If Trump illegally removed official records, would he be barred from future office?

WASHINGTON — The F.B.I. search of former President Donald J. Trump’s residence in Florida has raised the question of whether the criminal investigation could lead to legally blocking him from becoming president again, even if he decides to run in the 2024 election.

Any conviction under one particular criminal law that appears to relate to the investigation includes an unusual penalty: disqualification from holding any federal office. But there is reason for caution before concluding that if Mr. Trump were to be charged and convicted under that law, he could not legally return to the White House even if voters wanted him to.

Here is a closer look at the case, starting with the basics.

The Justice Department has declined to comment. But by its nature, the warrant means a criminal investigation is underway. Early reports citing sources familiar with the matter have indicated that the criminal investigation behind the search warrant relates to suspicions that Mr. Trump unlawfully took government files with him when he left the White House.

Earlier this year, the National Archives retrieved 15 boxes that Mr. Trump took with him to his Mar-a-Lago home from the White House residence when his term ended, and said some were found to have contained classified information.

But it is not clear whether Mr. Trump handed over everything. In a statement denouncing the F.B.I.’s action on Monday, Mr. Trump said law enforcement officials “even broke into my safe.”

There are several laws that could potentially cover such a situation. For example, the Espionage Act, which criminalizes the unauthorized retention of defense-related information that could be used to harm the United States or aid a foreign adversary, carries a penalty of up to 10 years in prison per offense.

But the law that has attracted particular attention is Section 2071 of Title 18 of the United States Code, which makes it a crime if someone who has custody of government documents or records “willfully and unlawfully conceals, removes, mutilates, obliterates, falsifies or destroys” them. Section 2071 is not limited to classified information.

If convicted under that law, defendants can be fined up to $2,000 and sentenced to prison for up to three years. In addition, the statute says, if they are currently in a federal office, they “shall forfeit” that office, and — perhaps most importantly, given widespread expectations that Mr. Trump will seek re-election again — they shall “be disqualified from holding” any federal office.

Were Mr. Trump to be charged and convicted under Section 2071, voters or rival candidates in state primary elections for the 2024 Republican presidential nomination could challenge his eligibility for that office, asking that his name be omitted from primary ballots.

Each state administers its own elections, so the exact process would vary. But in general, such a challenge would first go to a state elections board. The board’s decision could be appealed in the state court system, whose outcome could in turn be appealed to the Supreme Court.

With an argument that the disqualification provision of Section 2071 is unconstitutional as relates to the presidency.

Article II of the United States Constitution establishes three criteria for presidential eligibility: One must be a “natural born citizen,” at least 35 years old and a resident of the United States for at least 14 years.

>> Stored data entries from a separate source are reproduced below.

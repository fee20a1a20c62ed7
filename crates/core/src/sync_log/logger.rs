use std::sync::Arc;

use crate::config::ConfigProvider;

use super::{LogEntry, LogStore, LogStoreError, LOG_CAPACITY};

/// Operator-facing log with a verbosity filter.
///
/// Verbose lines are dropped unless `verbose_logging` is on in the settings
/// current at the time of the call. Cheap to clone.
#[derive(Clone)]
pub struct SyncLogger {
    store: Arc<dyn LogStore>,
    config: Arc<dyn ConfigProvider>,
}

impl SyncLogger {
    pub fn new(store: Arc<dyn LogStore>, config: Arc<dyn ConfigProvider>) -> Self {
        Self { store, config }
    }

    /// Record a line. Storage failures are reported through `tracing` only.
    pub fn log(&self, message: impl Into<String>, verbose: bool) {
        if verbose && !self.config.sync_config().verbose_logging {
            return;
        }

        let entry = LogEntry::now(message);
        if verbose {
            tracing::debug!(target: "listsync::sync_log", "{}", entry.message);
        } else {
            tracing::info!(target: "listsync::sync_log", "{}", entry.message);
        }

        if let Err(e) = self.store.append(&entry, LOG_CAPACITY) {
            tracing::error!("Failed to store sync log entry: {}", e);
        }
    }

    /// Shorthand for a line that is always kept.
    pub fn info(&self, message: impl Into<String>) {
        self.log(message, false);
    }

    /// Shorthand for a trace line kept only with verbose logging on.
    pub fn verbose(&self, message: impl Into<String>) {
        self.log(message, true);
    }

    /// Retained entries, newest first.
    pub fn recent_logs(&self) -> Result<Vec<LogEntry>, LogStoreError> {
        self.store.recent()
    }
}
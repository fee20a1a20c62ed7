//! Mock contact service for testing.

use async_trait::async_trait;
use std::collections::{BTreeMap, HashMap};
use std::sync::Arc;
use tokio::sync::RwLock;

use crate::contact_service::{
    ApiCredentials, ContactData, ContactService, ContactServiceError, ContactUpdate,
};

/// A recorded call for test assertions.
#[derive(Debug, Clone, PartialEq, Eq)]
pub enum RecordedContactCall {
    ListLists,
    TestConnection,
    FindContact { email: String },
    CreateContact { contact: ContactData },
    UpdateContact { contact_id: String, contact: ContactData },
    AddToList { contact_id: String, list_id: String },
}

impl RecordedContactCall {
    /// Whether the call would change data on the service (POST or PUT).
    pub fn is_write(&self) -> bool {
        matches!(
            self,
            RecordedContactCall::CreateContact { .. }
                | RecordedContactCall::UpdateContact { .. }
                | RecordedContactCall::AddToList { .. }
        )
    }
}

/// Mock implementation of the ContactService trait.
///
/// Contacts are keyed by email; an email may map to several ids to mimic a
/// search returning multiple matches. Each operation can be scripted to fail
/// once.
#[derive(Debug)]
pub struct MockContactService {
    lists: Arc<RwLock<BTreeMap<String, String>>>,
    /// Contact ids by email, in "service" order.
    contacts: Arc<RwLock<HashMap<String, Vec<String>>>>,
    next_contact_id: Arc<RwLock<u64>>,
    /// When false, create succeeds but the response carries no id.
    create_returns_id: Arc<RwLock<bool>>,
    /// Status code the update call answers with.
    update_status: Arc<RwLock<u16>>,
    /// Status code the list subscription answers with.
    subscribe_status: Arc<RwLock<u16>>,
    lookup_error: Arc<RwLock<Option<ContactServiceError>>>,
    create_error: Arc<RwLock<Option<ContactServiceError>>>,
    update_error: Arc<RwLock<Option<ContactServiceError>>>,
    subscribe_error: Arc<RwLock<Option<ContactServiceError>>>,
    lists_error: Arc<RwLock<Option<ContactServiceError>>>,
    calls: Arc<RwLock<Vec<RecordedContactCall>>>,
    credentials: Arc<RwLock<Vec<ApiCredentials>>>,
}

impl Default for MockContactService {
    fn default() -> Self {
        Self::new()
    }
}

impl MockContactService {
    pub fn new() -> Self {
        Self {
            lists: Arc::new(RwLock::new(BTreeMap::new())),
            contacts: Arc::new(RwLock::new(HashMap::new())),
            next_contact_id: Arc::new(RwLock::new(1000)),
            create_returns_id: Arc::new(RwLock::new(true)),
            update_status: Arc::new(RwLock::new(200)),
            subscribe_status: Arc::new(RwLock::new(201)),
            lookup_error: Arc::new(RwLock::new(None)),
            create_error: Arc::new(RwLock::new(None)),
            update_error: Arc::new(RwLock::new(None)),
            subscribe_error: Arc::new(RwLock::new(None)),
            lists_error: Arc::new(RwLock::new(None)),
            calls: Arc::new(RwLock::new(Vec::new())),
            credentials: Arc::new(RwLock::new(Vec::new())),
        }
    }

    // =========================================================================
    // Data Configuration
    // =========================================================================

    pub async fn add_list(&self, id: &str, name: &str) {
        self.lists
            .write()
            .await
            .insert(id.to_string(), name.to_string());
    }

    /// Register a contact id for an email. Repeated calls add further matches.
    pub async fn add_contact(&self, email: &str, contact_id: &str) {
        self.contacts
            .write()
            .await
            .entry(email.to_string())
            .or_default()
            .push(contact_id.to_string());
    }

    pub async fn set_create_returns_id(&self, returns_id: bool) {
        *self.create_returns_id.write().await = returns_id;
    }

    pub async fn set_update_status(&self, status: u16) {
        *self.update_status.write().await = status;
    }

    pub async fn set_subscribe_status(&self, status: u16) {
        *self.subscribe_status.write().await = status;
    }

    // =========================================================================
    // Error Injection
    // =========================================================================

    pub async fn fail_lookup_with(&self, error: ContactServiceError) {
        *self.lookup_error.write().await = Some(error);
    }

    pub async fn fail_create_with(&self, error: ContactServiceError) {
        *self.create_error.write().await = Some(error);
    }

    pub async fn fail_update_with(&self, error: ContactServiceError) {
        *self.update_error.write().await = Some(error);
    }

    pub async fn fail_subscribe_with(&self, error: ContactServiceError) {
        *self.subscribe_error.write().await = Some(error);
    }

    /// Fail the next `list_lists` or `test_connection` call.
    pub async fn fail_lists_with(&self, error: ContactServiceError) {
        *self.lists_error.write().await = Some(error);
    }

    // =========================================================================
    // Call Recording
    // =========================================================================

    pub async fn recorded_calls(&self) -> Vec<RecordedContactCall> {
        self.calls.read().await.clone()
    }

    pub async fn call_count(&self) -> usize {
        self.calls.read().await.len()
    }

    /// Number of create, update and subscribe calls.
    pub async fn write_count(&self) -> usize {
        self.calls.read().await.iter().filter(|c| c.is_write()).count()
    }

    /// Credentials passed to each call, in order.
    pub async fn recorded_credentials(&self) -> Vec<ApiCredentials> {
        self.credentials.read().await.clone()
    }

    pub async fn clear_recorded(&self) {
        self.calls.write().await.clear();
        self.credentials.write().await.clear();
    }

    async fn record(&self, credentials: &ApiCredentials, call: RecordedContactCall) {
        self.calls.write().await.push(call);
        self.credentials.write().await.push(credentials.clone());
    }

    async fn lists_result(&self) -> Result<BTreeMap<String, String>, ContactServiceError> {
        if let Some(err) = self.lists_error.write().await.take() {
            return Err(err);
        }
        Ok(self.lists.read().await.clone())
    }
}

#[async_trait]
impl ContactService for MockContactService {
    async fn list_lists(
        &self,
        credentials: &ApiCredentials,
    ) -> Result<BTreeMap<String, String>, ContactServiceError> {
        self.record(credentials, RecordedContactCall::ListLists).await;
        self.lists_result().await
    }

    async fn test_connection(
        &self,
        credentials: &ApiCredentials,
    ) -> Result<(), ContactServiceError> {
        self.record(credentials, RecordedContactCall::TestConnection)
            .await;
        self.lists_result().await.map(|_| ())
    }

    async fn find_contact_by_email(
        &self,
        credentials: &ApiCredentials,
        email: &str,
    ) -> Result<Option<String>, ContactServiceError> {
        self.record(
            credentials,
            RecordedContactCall::FindContact {
                email: email.to_string(),
            },
        )
        .await;

        if let Some(err) = self.lookup_error.write().await.take() {
            return Err(err);
        }

        Ok(self
            .contacts
            .read()
            .await
            .get(email)
            .and_then(|ids| ids.first().cloned()))
    }

    async fn create_contact(
        &self,
        credentials: &ApiCredentials,
        contact: &ContactData,
    ) -> Result<Option<String>, ContactServiceError> {
        self.record(
            credentials,
            RecordedContactCall::CreateContact {
                contact: contact.clone(),
            },
        )
        .await;

        if let Some(err) = self.create_error.write().await.take() {
            return Err(err);
        }
        if !*self.create_returns_id.read().await {
            return Ok(None);
        }

        let id = {
            let mut next = self.next_contact_id.write().await;
            *next += 1;
            next.to_string()
        };
        self.add_contact(&contact.email, &id).await;
        Ok(Some(id))
    }

    async fn update_contact(
        &self,
        credentials: &ApiCredentials,
        contact_id: &str,
        contact: &ContactData,
    ) -> Result<ContactUpdate, ContactServiceError> {
        self.record(
            credentials,
            RecordedContactCall::UpdateContact {
                contact_id: contact_id.to_string(),
                contact: contact.clone(),
            },
        )
        .await;

        if let Some(err) = self.update_error.write().await.take() {
            return Err(err);
        }

        let status = *self.update_status.read().await;
        Ok(ContactUpdate {
            contact_id: contact_id.to_string(),
            status,
            body: format!(r#"{{"contact":{{"id":"{}"}}}}"#, contact_id),
        })
    }

    async fn add_contact_to_list(
        &self,
        credentials: &ApiCredentials,
        contact_id: &str,
        list_id: &str,
    ) -> Result<(), ContactServiceError> {
        self.record(
            credentials,
            RecordedContactCall::AddToList {
                contact_id: contact_id.to_string(),
                list_id: list_id.to_string(),
            },
        )
        .await;

        if let Some(err) = self.subscribe_error.write().await.take() {
            return Err(err);
        }

        match *self.subscribe_status.read().await {
            200 | 201 => Ok(()),
            status => Err(ContactServiceError::UnexpectedStatus {
                status,
                body: r#"{"errors":[{"title":"mock failure"}]}"#.to_string(),
            }),
        }
    }
}

#[cfg(test)]
mod tests {
    use super::*;

    fn creds() -> ApiCredentials {
        ApiCredentials::new("https://x.test", "k")
    }

    #[tokio::test]
    async fn test_first_registered_contact_wins() {
        let service = MockContactService::new();
        service.add_contact("a@b.com", "9").await;
        service.add_contact("a@b.com", "12").await;

        let found = service
            .find_contact_by_email(&creds(), "a@b.com")
            .await
            .unwrap();
        assert_eq!(found.as_deref(), Some("9"));
    }

    #[tokio::test]
    async fn test_error_injection_is_one_shot() {
        let service = MockContactService::new();
        service.fail_lookup_with(ContactServiceError::Timeout).await;

        assert!(service
            .find_contact_by_email(&creds(), "a@b.com")
            .await
            .is_err());
        assert!(service
            .find_contact_by_email(&creds(), "a@b.com")
            .await
            .is_ok());
        assert_eq!(service.call_count().await, 2);
    }

    #[tokio::test]
    async fn test_subscribe_status_is_judged() {
        let service = MockContactService::new();
        assert!(service
            .add_contact_to_list(&creds(), "9", "7")
            .await
            .is_ok());

        service.set_subscribe_status(500).await;
        let err = service
            .add_contact_to_list(&creds(), "9", "7")
            .await
            .unwrap_err();
        assert!(matches!(
            err,
            ContactServiceError::UnexpectedStatus { status: 500, .. }
        ));
        assert_eq!(service.write_count().await, 2);
    }
}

Since the Constitution prevails when it and a federal statute conflict, the argument would be that Congress lacks the authority to alter that list of criteria — such as by adding a requirement that one has not been convicted of unlawfully taking government documents.

Notably, the Constitution does authorize Congress to render people ineligible to hold federal office as a penalty for convictions in impeachment proceedings. But nothing in the text of the Constitution says lawmakers may use ordinary criminal law to do so.

The Supreme Court has never ruled on a presidential candidate whose eligibility was challenged based on a conviction under a law whose penalties included disqualification from office. But there have been cases involving Congress that raised analogous disputes.

In a 1969 case, the Supreme Court rejected an attempt by the House of Representatives, by majority vote, to block Adam Clayton Powell Jr. from taking his seat; voters in his district had re-elected him despite allegations of misconduct. The court ruled that, because he met the Constitution’s eligibility criteria to be a House member, “the House was without power to exclude him from its membership.”

Citing Alexander Hamilton, Chief Justice Earl Warren wrote in that majority opinion that “a fundamental principle of our representative democracy is that “the people should choose whom they please to govern them.”

And in a 1995 case, the Supreme Court struck down an amendment to the Arkansas constitution that had attempted to impose term limits on federal House members and senators elected from that state. Justice John Paul Stevens wrote that the state had no power to add qualifications to the list of eligibility criteria established by the federal Constitution.

Citing those and other precedents in an aside in a 2000 case before the Court of Appeals for the Seventh Circuit in Chicago, Judge Richard Posner, who has been deemed the most cited American legal scholar of all time, asserted that Congress lacked authority to supplement the eligibility requirements for the presidency listed in the Constitution.

Section 2071 briefly received a close look in 2015, after it came to light that Mrs. Clinton, then widely anticipated to be the 2016 Democratic presidential nominee, had used a private email server to conduct government business while secretary of state.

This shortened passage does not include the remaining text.